Evidentemente, apesar de certas inclinações hipotéticas, não temos respostas às tais questões, porém, pensamos que, coletivamente e por meios da articulação de adensadas pesquisas empíricas e análises teóricas sofisticadas, talvez seja possível à esquerda socialista tentar respondê-las. Nossa intenção, aqui, foi apenas a de enunciá-las o quanto antes.

 

NOTAS

1 –   ENGELS, F. “Carta de Engels a Marx (13 de abril de 1866)” apud BARSOTTI, Paulo. “Engels e o bonapartismo” in Novos temas (Revista do Instituto Caio Prado Jr.), n°. 1. Salvador: Quarteto/ São Paulo: Instituto Caio Prado Jr., setembro de 2009, p. 108. Esta carta pode ser encontrada também em MARX, Carlos e ENGELS, Frederico. Correspondencia . Buenos Aires: Cartago, 1973, p. 174.

2 –   Quanto ao conceito de “democracia blindada”, ver DEMIER, Felipe. Depois do Golpe: a dialética da democracia blindada no Brasil. Rio de Janeiro: Mauad X, 2017.

3 – Notícia da Rede Brasil Atual

4 –   BEHRING, E. “‘Escassez é um mito vendido caro’: sobre o orçamento público em tempos de pandemia”. Esquerda Online, 19/03/2020.

5 –   Ver a coluna “Opinião do Globo” de 20/03/2020, intitulada “Funcionalismo tem de dar a sua contribuição”.
6 –   MARX, K. O 18 brumário de Luís Bonaparte [e Cartas a Kugelman]. Tradução de Leandro Konder e Renato Guimarães. 4ª edição.

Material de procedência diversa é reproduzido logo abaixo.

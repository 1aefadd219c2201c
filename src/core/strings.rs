//! String generation helpers: URL slugs and throwaway tokens

/// Generate a URL slug from free text.
///
/// The transform: lowercase, trim, drop every character that is not an
/// ASCII word character, whitespace or hyphen, then collapse each run of
/// whitespace/underscores/hyphens into a single hyphen with no hyphen at
/// either edge.
///
/// # Examples
///
/// ```
/// use catalog::core::strings::generate_slug;
///
/// assert_eq!(generate_slug("Wireless Mouse"), "wireless-mouse");
/// assert_eq!(generate_slug("Café Crème!!  2024"), "caf-crme-2024");
/// ```
pub fn generate_slug(input: &str) -> String {
    let lowered = input.to_lowercase();
    let mut slug = String::with_capacity(lowered.len());
    let mut pending_separator = false;

    for c in lowered.trim().chars() {
        if c.is_ascii_alphanumeric() {
            if pending_separator {
                slug.push('-');
                pending_separator = false;
            }
            slug.push(c);
        } else if c.is_whitespace() || c == '_' || c == '-' {
            // Separator runs collapse to one hyphen, and only between
            // kept characters.
            pending_separator = !slug.is_empty();
        }
        // Everything else (punctuation, non-ASCII letters) is dropped.
    }

    slug
}

/// Generate a pseudo-random numeric token prefixed with `P`.
///
/// The token is derived from a scaled random fraction and carries at most
/// `length` digits. NOT cryptographically secure — this is a convenience
/// generator for throwaway values, unsuitable for issuing real credentials.
pub fn generate_password(length: u32) -> String {
    let scaled = rand::random::<f64>() * 10f64.powi(length as i32);
    format!("P{}", scaled.floor() as u64)
}
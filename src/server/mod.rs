//! Application state, router assembly and the serve loop

use crate::core::auth::AuthProvider;
use crate::products::handlers;
use crate::products::service::ProductService;
use anyhow::Result;
use axum::extract::FromRef;
use axum::routing::get;
use axum::{Json, Router};
use std::net::SocketAddr;
use std::sync::Arc;
use tokio::net::TcpListener;
use tower_http::cors::CorsLayer;
use tower_http::trace::TraceLayer;

/// Shared application state. `FromRef` lets extractors pull the auth
/// provider out without seeing the rest.
#[derive(Clone, FromRef)]
pub struct AppState {
    pub products: ProductService,
    pub auth: Arc<dyn AuthProvider>,
}

/// Assemble the full application router.
pub fn app(state: AppState) -> Router {
    Router::new()
        .route("/health", get(health))
        .merge(handlers::router())
        .layer(TraceLayer::new_for_http())
        .layer(CorsLayer::permissive())
        .with_state(state)
}

async fn health() -> Json<serde_json::Value> {
    Json(serde_json::json!({ "status": "ok" }))
}

/// Bind the listener and run the server until it is shut down.
pub async fn serve(addr: SocketAddr, state: AppState) -> Result<()> {
    let listener = TcpListener::bind(addr).await?;
    tracing::info!("server listening on {}", listener.local_addr()?);
    axum::serve(listener, app(state)).await?;
    Ok(())
}
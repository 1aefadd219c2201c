//! Pagination parameters and the page-metadata wire contract

use serde::{Deserialize, Serialize};

const DEFAULT_PAGE: i64 = 1;
const DEFAULT_LIMIT: i64 = 10;

/// Pagination parameters as they arrive from a query string.
///
/// Both fields are optional; [`Paginate::page`] and [`Paginate::limit`]
/// apply the normalization every listing strategy relies on: absolute
/// value, with zero/missing falling back to page 1 and limit 10.
#[derive(Debug, Clone, Default, Deserialize)]
#[serde(default, rename_all = "camelCase")]
pub struct Paginate {
    pub per_page: Option<i64>,
    pub current_page: Option<i64>,
}

impl Paginate {
    /// Requested page, normalized (>= 1).
    pub fn page(&self) -> i64 {
        match self.current_page.map(i64::abs) {
            Some(0) | None => DEFAULT_PAGE,
            Some(p) => p,
        }
    }

    /// Requested page size, normalized (>= 1).
    pub fn limit(&self) -> i64 {
        match self.per_page.map(i64::abs) {
            Some(0) | None => DEFAULT_LIMIT,
            Some(l) => l,
        }
    }
}

/// Caller-specified sort for [`find_with_options`].
///
/// `sort_order` must be `1` (ascending) or `-1` (descending); anything else
/// is rejected as a bad request before any query runs.
///
/// [`find_with_options`]: crate::storage::Repository::find_with_options
#[derive(Debug, Clone, Deserialize)]
#[serde(rename_all = "camelCase")]
pub struct Sort {
    pub sort_by: String,
    pub sort_order: i32,
}

/// Page metadata returned alongside every listing result.
///
/// The serialized field names are a wire contract consumed by API clients;
/// they must not change. `next_page`/`previous_page` serialize as `null`
/// when out of range, not as absent keys.
#[derive(Debug, Clone, PartialEq, Eq, Serialize)]
#[serde(rename_all = "camelCase")]
pub struct PageInfo {
    /// Total live records matching the filter.
    pub total_index: i64,
    pub total_page: i64,
    pub current_page: i64,
    pub next_page: Option<i64>,
    pub previous_page: Option<i64>,
    pub starting_index: i64,
    pub ending_index: i64,
    pub items_on_current_page: i64,
    pub limit: i64,
    pub sort_by: String,
    pub sort_order: i32,
}

impl PageInfo {
    /// Compute page metadata from a matched count.
    ///
    /// This is the single implementation shared by the two-query and the
    /// aggregation listing strategies; `page` and `limit` are expected to be
    /// already normalized via [`Paginate`].
    pub fn compute(total_index: i64, page: i64, limit: i64, sort_by: &str, sort_order: i32) -> Self {
        let total_page = if total_index <= 0 {
            0
        } else {
            (total_index + limit - 1) / limit
        };

        Self {
            total_index,
            total_page,
            current_page: page,
            next_page: (total_page > page).then(|| page + 1),
            previous_page: (page > 1).then(|| page - 1),
            starting_index: limit * (page - 1) + 1,
            ending_index: limit * page,
            items_on_current_page: i64::min(limit, total_index - limit * (page - 1)),
            limit,
            sort_by: sort_by.to_string(),
            sort_order,
        }
    }
}

/// A page of data plus its metadata.
#[derive(Debug, Clone, Serialize)]
pub struct Paged<T> {
    pub page: PageInfo,
    pub data: Vec<T>,
}

#[cfg(test)]
mod tests {
    use super::*;

    #[test]
    fn paginate_defaults() {
        let p = Paginate::default();
        assert_eq!(p.page(), 1);
        assert_eq!(p.limit(), 10);
    }

    #[test]
    fn paginate_normalizes_negative_and_zero() {
        let p = Paginate {
            per_page: Some(-25),
            current_page: Some(-3),
        };
        assert_eq!(p.page(), 3);
        assert_eq!(p.limit(), 25);

        let zeroed = Paginate {
            per_page: Some(0),
            current_page: Some(0),
        };
        assert_eq!(zeroed.page(), 1);
        assert_eq!(zeroed.limit(), 10);
    }

    #[test]
    fn paginate_deserializes_camel_case() {
        let p: Paginate = serde_json::from_str(r#"{"perPage": 5, "currentPage": 2}"#).unwrap();
        assert_eq!(p.limit(), 5);
        assert_eq!(p.page(), 2);
    }

    #[test]
    fn twenty_five_records_page_two_of_ten() {
        let info = PageInfo::compute(25, 2, 10, "_id", -1);
        assert_eq!(info.total_index, 25);
        assert_eq!(info.total_page, 3);
        assert_eq!(info.current_page, 2);
        assert_eq!(info.next_page, Some(3));
        assert_eq!(info.previous_page, Some(1));
        assert_eq!(info.starting_index, 11);
        assert_eq!(info.ending_index, 20);
        assert_eq!(info.items_on_current_page, 10);
    }

    #[test]
    fn last_partial_page() {
        let info = PageInfo::compute(25, 3, 10, "_id", -1);
        assert_eq!(info.next_page, None);
        assert_eq!(info.previous_page, Some(2));
        assert_eq!(info.items_on_current_page, 5);
    }

    #[test]
    fn first_page_has_no_previous() {
        let info = PageInfo::compute(25, 1, 10, "_id", -1);
        assert_eq!(info.previous_page, None);
        assert_eq!(info.next_page, Some(2));
        assert_eq!(info.starting_index, 1);
        assert_eq!(info.ending_index, 10);
    }

    #[test]
    fn empty_result_set() {
        let info = PageInfo::compute(0, 1, 10, "_id", -1);
        assert_eq!(info.total_page, 0);
        assert_eq!(info.next_page, None);
        assert_eq!(info.previous_page, None);
        assert_eq!(info.items_on_current_page, 0);
    }

    #[test]
    fn metadata_invariants_hold_across_page_limit_pairs() {
        for &total in &[0i64, 1, 9, 10, 11, 25, 100, 101] {
            for &limit in &[1i64, 3, 10, 50] {
                for page in 1..=6 {
                    let info = PageInfo::compute(total, page, limit, "_id", -1);
                    let expected_pages = if total == 0 { 0 } else { (total + limit - 1) / limit };
                    assert_eq!(info.total_page, expected_pages);
                    assert_eq!(
                        info.items_on_current_page,
                        i64::min(limit, total - limit * (page - 1))
                    );
                    match info.next_page {
                        Some(n) => assert_eq!(n, page + 1),
                        None => assert!(expected_pages <= page),
                    }
                    match info.previous_page {
                        Some(p) => assert_eq!(p, page - 1),
                        None => assert_eq!(page, 1),
                    }
                }
            }
        }
    }

    #[test]
    fn wire_contract_field_names() {
        let info = PageInfo::compute(25, 2, 10, "_id", -1);
        let json = serde_json::to_value(&info).unwrap();
        for key in [
            "totalIndex",
            "totalPage",
            "currentPage",
            "nextPage",
            "previousPage",
            "startingIndex",
            "endingIndex",
            "itemsOnCurrentPage",
            "limit",
            "sortBy",
            "sortOrder",
        ] {
            assert!(json.get(key).is_some(), "missing wire field {key}");
        }
        assert_eq!(json["totalIndex"], 25);
        assert_eq!(json["sortBy"], "_id");
        assert_eq!(json["sortOrder"], -1);
    }

    #[test]
    fn out_of_range_next_page_serializes_as_null() {
        let info = PageInfo::compute(5, 1, 10, "_id", -1);
        let json = serde_json::to_value(&info).unwrap();
        assert!(json["nextPage"].is_null());
        assert!(json["previousPage"].is_null());
    }
}
impl<T: Model> Repository<T> {
    /// Bind the repository to `T`'s collection in the given database.
    pub fn new(database: &Database) -> Self {
        Self {
            collection: database.collection(T::COLLECTION),
        }
    }

    /// The underlying typed collection.
    pub fn collection(&self) -> &Collection<T> {
        &self.collection
    }

    /// Same collection, viewed as raw documents. Used where the repository
    /// stamps fields below the typed model (timestamps at insert).
    fn raw(&self) -> Collection<Document> {
        self.collection.clone_with_type()
    }

    /// Insert one document and return the stored version, including the
    /// store-assigned identifier and timestamps.
    ///
    /// No uniqueness or validation is enforced here; constraint violations
    /// from the store propagate as write failures.
    pub async fn create(&self, model: &T) -> CatalogResult<T> {
        let mut document = mongodb::bson::to_document(model)?;
        let now = DateTime::now();
        document.insert("created_at", now);
        document.insert("updated_at", now);

        let raw = self.raw();
        let inserted = raw.insert_one(&document).await?;
        let stored = raw
            .find_one(doc! { "_id": inserted.inserted_id })
            .await?
            .ok_or_else(|| CatalogError::Internal("document missing after insert".into()))?;

        Ok(mongodb::bson::from_document(stored)?)
    }

    /// Bulk insert. Returns the stored documents in input order.
    ///
    /// The insert is ordered: an error on any item fails the whole call with
    /// no partial-success reporting. Known limitation of this operation.
    pub async fn create_many(&self, models: &[T]) -> CatalogResult<Vec<T>> {
        if models.is_empty() {
            return Ok(Vec::new());
        }

        let now = DateTime::now();
        let mut documents = Vec::with_capacity(models.len());
        for model in models {
            let mut document = mongodb::bson::to_document(model)?;
            document.insert("created_at", now);
            document.insert("updated_at", now);
            documents.push(document);
        }

        let result = self.raw().insert_many(&documents).await?;

        let mut stored = Vec::with_capacity(documents.len());
        for (index, mut document) in documents.into_iter().enumerate() {
            if let Some(id) = result.inserted_ids.get(&index) {
                document.insert("_id", id.clone());
            }
            stored.push(mongodb::bson::from_document(document)?);
        }
        Ok(stored)
    }

    /// Fetch the live document with this identifier.
    ///
    /// Returns `Ok(None)` when missing or soft-deleted; callers decide
    /// whether absence is an error.
    pub async fn find_one_by_id(&self, id: ObjectId) -> CatalogResult<Option<T>> {
        self.find_one_by_query(doc! { "_id": id }).await
    }

    /// Fetch one live document matching an arbitrary filter.
    ///
    /// The soft-delete exclusion is always ANDed on, so this path can never
    /// observe deleted documents.
    pub async fn find_one_by_query(&self, filter: Document) -> CatalogResult<Option<T>> {
        Ok(self
            .collection
            .find_one(scoped(filter, Visibility::Live))
            .await?)
    }

    /// The two-query listing strategy: a count and a data fetch issued
    /// concurrently, metadata derived from the count.
    ///
    /// With an empty filter the count is the cheap collection estimate minus
    /// an exact count of soft-deleted documents; a non-empty filter forces
    /// an exact filtered count. Data is ranked by descending identifier.
    pub async fn find_all_by_query(
        &self,
        filter: Document,
        paginate: &Paginate,
    ) -> CatalogResult<Paged<T>> {
        let page = paginate.page();
        let limit = paginate.limit();

        let data_filter = scoped(filter.clone(), Visibility::Live);
        let data_fut = async {
            let cursor = self
                .collection
                .find(data_filter)
                .sort(doc! { "_id": -1 })
                .skip((limit * (page - 1)) as u64)
                .limit(limit)
                .await?;
            Ok::<_, CatalogError>(cursor.try_collect::<Vec<T>>().await?)
        };

        let (data, total_live) = if filter.is_empty() {
            let estimate_fut = async {
                Ok::<_, CatalogError>(self.collection.estimated_document_count().await?)
            };
            let deleted_fut = async {
                Ok::<_, CatalogError>(self.collection.count_documents(deleted_filter()).await?)
            };
            let (data, estimated, deleted) = tokio::try_join!(data_fut, estimate_fut, deleted_fut)?;
            (data, estimated as i64 - deleted as i64)
        } else {
            let count_fut = async {
                Ok::<_, CatalogError>(
                    self.collection
                        .count_documents(scoped(filter, Visibility::Live))
                        .await?,
                )
            };
            let (data, total) = tokio::try_join!(data_fut, count_fut)?;
            (data, total as i64)
        };

        Ok(Paged {
            page: PageInfo::compute(total_live, page, limit, "_id", -1),
            data,
        })
    }

    /// The single-pass listing strategy: one aggregation round trip whose
    /// `$facet` produces the matched count and the data page together.
    ///
    /// `extra_stages` continue the data branch after `$limit` — the place
    /// for `$lookup` joins to related collections. Prefer this over
    /// [`find_all_by_query`](Self::find_all_by_query) when joins are needed.
    pub async fn find_by_paginate(
        &self,
        filter: Document,
        paginate: &Paginate,
        extra_stages: Vec<Document>,
    ) -> CatalogResult<Paged<T>> {
        let page = paginate.page();
        let limit = paginate.limit();
        self.run_facet(
            scoped(filter, Visibility::Live),
            page,
            limit,
            doc! { "_id": -1 },
            "_id",
            -1,
            extra_stages,
        )
        .await
    }

    /// Single-pass listing with a caller-specified sort.
    ///
    /// `sort_order` must be `1` or `-1`; anything else fails as a bad
    /// request before any query is issued. Boolean-like `is_active` filter
    /// tokens are normalized first.
    pub async fn find_with_options(&self, options: ListOptions) -> CatalogResult<Paged<T>> {
        let ListOptions {
            mut filter,
            paginate,
            sort,
            extra_stages,
        } = options;
        let page = paginate.page();
        let limit = paginate.limit();

        normalize_is_active(&mut filter);

        let (sort_doc, sort_by, sort_order) = match sort {
            Some(Sort { sort_by, sort_order }) => {
                if sort_order != 1 && sort_order != -1 {
                    return Err(CatalogError::bad_request("sortOrder must be 1 or -1"));
                }
                let mut sort_doc = Document::new();
                sort_doc.insert(sort_by.as_str(), sort_order);
                (sort_doc, sort_by, sort_order)
            }
            None => (doc! { "_id": -1 }, "_id".to_string(), -1),
        };

        self.run_facet(
            scoped(filter, Visibility::Live),
            page,
            limit,
            sort_doc,
            &sort_by,
            sort_order,
            extra_stages,
        )
        .await
    }

    /// Free-text search: case-insensitive substring match across the given
    /// `(field, value)` pairs, OR-combined, soft-delete excluded, paginated
    /// by the two-query strategy.
    pub async fn search_by_any_character(
        &self,
        fields: &[(&str, &str)],
        paginate: &Paginate,
    ) -> CatalogResult<Paged<T>> {
        if fields.is_empty() {
            // An empty $or is rejected server-side; fail early instead.
            return Err(CatalogError::bad_request(
                "search requires at least one field",
            ));
        }
        self.find_all_by_query(search_filter(fields), paginate).await
    }

    /// Apply a patch to the document with this identifier and return the
    /// updated document.
    ///
    /// No soft-delete filter is applied: updates may target soft-deleted
    /// rows by id. Zero matched documents is a [`CatalogError::WriteFailed`]
    /// — deliberately asymmetric with
    /// [`update_by_query`](Self::update_by_query).
    pub async fn update_by_id(&self, id: ObjectId, patch: Document) -> CatalogResult<T> {
        let updated = self
            .collection
            .find_one_and_update(doc! { "_id": id }, normalize_update(patch))
            .return_document(ReturnDocument::After)
            .await?;

        updated.ok_or_else(|| CatalogError::WriteFailed {
            collection: T::COLLECTION,
            detail: format!("no document matched id {id}"),
        })
    }

    /// Apply a patch to the first document matching the filter.
    ///
    /// Returns `Ok(None)` when nothing matched — no error is raised. This
    /// asymmetry with [`update_by_id`](Self::update_by_id) is part of the
    /// documented contract.
    pub async fn update_by_query(
        &self,
        filter: Document,
        patch: Document,
    ) -> CatalogResult<Option<T>> {
        Ok(self
            .collection
            .find_one_and_update(filter, normalize_update(patch))
            .return_document(ReturnDocument::After)
            .await?)
    }

    /// Soft-delete the live document with this identifier.
    ///
    /// ANDs `deleted_at == null` into the filter, so deleting an
    /// already-deleted document is a no-op returning `Ok(None)` — the call
    /// is idempotent.
    pub async fn remove_by_id(&self, id: ObjectId) -> CatalogResult<Option<T>> {
        Ok(self
            .collection
            .find_one_and_update(
                scoped(doc! { "_id": id }, Visibility::Live),
                normalize_update(doc! { "$set": { "deleted_at": DateTime::now() } }),
            )
            .return_document(ReturnDocument::After)
            .await?)
    }

    /// Soft-delete every live document matching the filter. Returns the
    /// number of documents marked.
    pub async fn remove_by_query(&self, filter: Document) -> CatalogResult<u64> {
        let result = self
            .collection
            .update_many(
                scoped(filter, Visibility::Live),
                normalize_update(doc! { "$set": { "deleted_at": DateTime::now() } }),
            )
            .await?;
        Ok(result.modified_count)
    }

    /// Append an element to an array field on the document matching the
    /// filter; `Ok(None)` when nothing matched.
    pub async fn push_item_by_query(
        &self,
        filter: Document,
        item: Document,
    ) -> CatalogResult<Option<T>> {
        Ok(self
            .collection
            .find_one_and_update(filter, normalize_update(doc! { "$push": item }))
            .return_document(ReturnDocument::After)
            .await?)
    }

    /// Remove matching elements from an array field on the document matching
    /// the filter; `Ok(None)` when nothing matched.
    pub async fn pull_item_by_query(
        &self,
        filter: Document,
        item: Document,
    ) -> CatalogResult<Option<T>> {
        Ok(self
            .collection
            .find_one_and_update(filter, normalize_update(doc! { "$pull": item }))
            .return_document(ReturnDocument::After)
            .await?)
    }

    #[allow(clippy::too_many_arguments)]
    async fn run_facet(
        &self,
        match_filter: Document,
        page: i64,
        limit: i64,
        sort: Document,
        sort_by: &str,
        sort_order: i32,
        extra_stages: Vec<Document>,
    ) -> CatalogResult<Paged<T>> {
        let pipeline = facet_pipeline(match_filter, page, limit, sort, &extra_stages);

        let mut cursor = self.collection.aggregate(pipeline).await?;
        let root = cursor.try_next().await?.unwrap_or_default();

        let total_index = root
            .get_array("page")
            .ok()
            .and_then(|branch| branch.first())
            .and_then(Bson::as_document)
            .and_then(|d| d.get("totalIndex"))
            .and_then(bson_to_i64)
            .unwrap_or(0);

        let mut data = Vec::new();
        if let Ok(rows) = root.get_array("data") {
            for row in rows {
                let document = row.as_document().ok_or_else(|| {
                    CatalogError::Internal("facet data branch yielded a non-document".into())
                })?;
                data.push(mongodb::bson::from_document(document.clone())?);
            }
        }

        Ok(Paged {
            page: PageInfo::compute(total_index, page, limit, sort_by, sort_order),
            data,
        })
    }
}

Rio de Janeiro: Paz e terra, 1978, p. 99. Grifos do autor.

7 –    Idem , p. 104. Grifos do autor.

8 –  HOEVELER, R. e GEORGE, D. “Pandemia e golpismo: a tempestade perfeita no Brasil”. Esquerda Online, 19/03/2020.

9 –  MARX, K. O 18 brumário de Luís Bonaparte [e Cartas a Kugelman]. Tradução de Leandro Konder e Renato Guimarães. 4ª edição. Rio de Janeiro: Paz e terra, 1978, p. 123. Grifos nossos.

10 – GRAMSCI, A. Cadernos do cárcere . 3ª edição. Rio de Janeiro: Civilização Brasileira, 2007., volume III, p. 77.